Something in his voice stopped her. “What is it?”

“This damned case! I’ve never had one like it!”

“What do you mean?”

“When Pete Garraty unwrapped the paper and saw this box, he’d have known it was his bomb. The paper might have been different, but still he’d have known. No one else would have been giving him a box of Havana Supremes.” He looked up at her. “He wouldn’t have opened the box, Connie.”

“But he did open it! We all saw him!”

“And we saw the terrified look on his face. But he would have opened that box, knowing what was in it, only if he knew it wouldn’t explode. If he’d made the bomb with loving care, placed it in the box, and failed to hook up one of the battery wires. The publicity would be just as effective that way, and there’d be no danger to himself or to any of the guests. An underworld bomb, meant to kill him, but it didn’t go off! That’s the way he would have planned it, Connie. And he would have told Millie about his scheme, because they never had secrets.”

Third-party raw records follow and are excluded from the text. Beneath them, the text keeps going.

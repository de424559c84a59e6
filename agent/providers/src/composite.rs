use log::{debug, error, info};
use std::fmt::{Debug, Formatter};
use testbed_lifecycle::provider::{
    Deployable, ExtendedDeployable, Failure, IntoProviderError, ProviderResult,
};
use testbed_lifecycle::wait::wait_for;
use testbed_lifecycle::{Context, PodInfo, PodSelector};

/// An ordered group of units that make up one resource, e.g. a broker and the coordination
/// service it depends on.
///
/// Units are deployed in order, each one deployed and ready before the next one starts, and
/// undeployed in reverse order. A deploy that fails stops the units it started before returning
/// the error. Undeploy carries on past a failing unit so that the remaining
/// units are still stopped; the first failure is returned.
pub struct Composite {
    name: String,
    units: Vec<Box<dyn ExtendedDeployable>>,
}

impl Composite {
    pub fn new<S: Into<String>>(name: S) -> Self {
        Self {
            name: name.into(),
            units: Vec::new(),
        }
    }

    /// Append a unit. It is deployed after, and undeployed before, the units added so far.
    pub fn unit<D: ExtendedDeployable + 'static>(mut self, unit: D) -> Self {
        self.units.push(Box::new(unit));
        self
    }

    pub fn name(&self) -> &str {
        &self.name
    }

    pub fn len(&self) -> usize {
        self.units.len()
    }

    pub fn is_empty(&self) -> bool {
        self.units.is_empty()
    }
}

impl Composite {
    async fn deploy_unit(
        &self,
        ctx: &Context,
        i: usize,
        unit: &dyn ExtendedDeployable,
    ) -> ProviderResult<()> {
        unit.deploy(ctx).await?;
        let spec = ctx.poll(format!("Waiting until unit {} of '{}' is ready", i, self.name));
        wait_for(&spec, || unit.is_ready(ctx), || unit.has_failed(ctx))
            .await
            .context(
                Failure::Permanent,
                format!("Unit {} of '{}' did not become ready", i, self.name),
            )
    }

    /// Stop, in reverse order, the units that a failed deploy started. Units that were already
    /// running before the deploy are left alone.
    async fn roll_back(&self, ctx: &Context, started: &[usize]) {
        for (i, unit) in self.units.iter().enumerate().rev() {
            if !started.contains(&i) {
                continue;
            }
            info!("Rolling back unit {} of '{}'", i, self.name);
            if let Err(e) = unit.undeploy(ctx).await {
                error!("Unable to roll back unit {} of '{}': {}", i, self.name, e);
            }
        }
    }
}

#[async_trait::async_trait]
impl Deployable for Composite {
    async fn deploy(&self, ctx: &Context) -> ProviderResult<()> {
        let mut started = Vec::new();
        for (i, unit) in self.units.iter().enumerate() {
            if unit.is_deployed(ctx).await? {
                debug!("Unit {} of '{}' is already deployed", i, self.name);
                continue;
            }
            info!("Deploying unit {} of '{}'", i, self.name);
            started.push(i);
            if let Err(e) = self.deploy_unit(ctx, i, unit.as_ref()).await {
                self.roll_back(ctx, &started).await;
                return Err(e);
            }
        }
        Ok(())
    }

    async fn undeploy(&self, ctx: &Context) -> ProviderResult<()> {
        let mut first_error = None;
        for (i, unit) in self.units.iter().enumerate().rev() {
            info!("Undeploying unit {} of '{}'", i, self.name);
            if let Err(e) = unit.undeploy(ctx).await {
                error!("Unable to undeploy unit {} of '{}': {}", i, self.name, e);
                first_error.get_or_insert(e);
            }
        }
        first_error.map_or(Ok(()), Err)
    }

    async fn is_deployed(&self, ctx: &Context) -> ProviderResult<bool> {
        for unit in &self.units {
            if !unit.is_deployed(ctx).await? {
                return Ok(false);
            }
        }
        Ok(!self.units.is_empty())
    }
}

#[async_trait::async_trait]
impl ExtendedDeployable for Composite {
    async fn is_ready(&self, ctx: &Context) -> ProviderResult<bool> {
        for unit in &self.units {
            if !unit.is_ready(ctx).await? {
                return Ok(false);
            }
        }
        Ok(true)
    }

    async fn has_failed(&self, ctx: &Context) -> ProviderResult<bool> {
        for unit in &self.units {
            if unit.has_failed(ctx).await? {
                return Ok(true);
            }
        }
        Ok(false)
    }

    async fn restart(&self, ctx: &Context) -> ProviderResult<()> {
        for unit in &self.units {
            unit.restart(ctx).await?;
        }
        Ok(())
    }

    /// Selects the pods of any unit.
    fn pod_selector(&self) -> Option<PodSelector> {
        let selectors: Vec<PodSelector> = self
            .units
            .iter()
            .filter_map(|unit| unit.pod_selector())
            .collect();
        if selectors.is_empty() {
            return None;
        }
        Some(std::sync::Arc::new(move |pod: &PodInfo| {
            selectors.iter().any(|selector| selector(pod))
        }))
    }

    fn target_namespace(&self, ctx: &Context) -> String {
        self.units
            .first()
            .map(|unit| unit.target_namespace(ctx))
            .unwrap_or_else(|| ctx.namespace().to_string())
    }
}

impl Debug for Composite {
    fn fmt(&self, f: &mut Formatter<'_>) -> std::fmt::Result {
        f.debug_struct("Composite")
            .field("name", &self.name)
            .field("units", &self.units.len())
            .finish()
    }
}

“But it did go off! It did kill him!”

“Because somebody opened that cigar box later and connected the wire.”

Connie put a hand to her mouth. “Not Millie!”

“Who else? She spilled the drink, she rewrapped the gift. Hell, she confessed to it!”

They sat in silence for a long time, and finally Connie asked, “What are you going to do now?”

“Go home to bed,” he said with a sigh. “There’s probably not a prosecutor in town who could get a conviction in this case. She confessed once, and perhaps she will again. Otherwise, well, she has to live with what she did.”

He locked away the cigar box and turned out the lights as he left.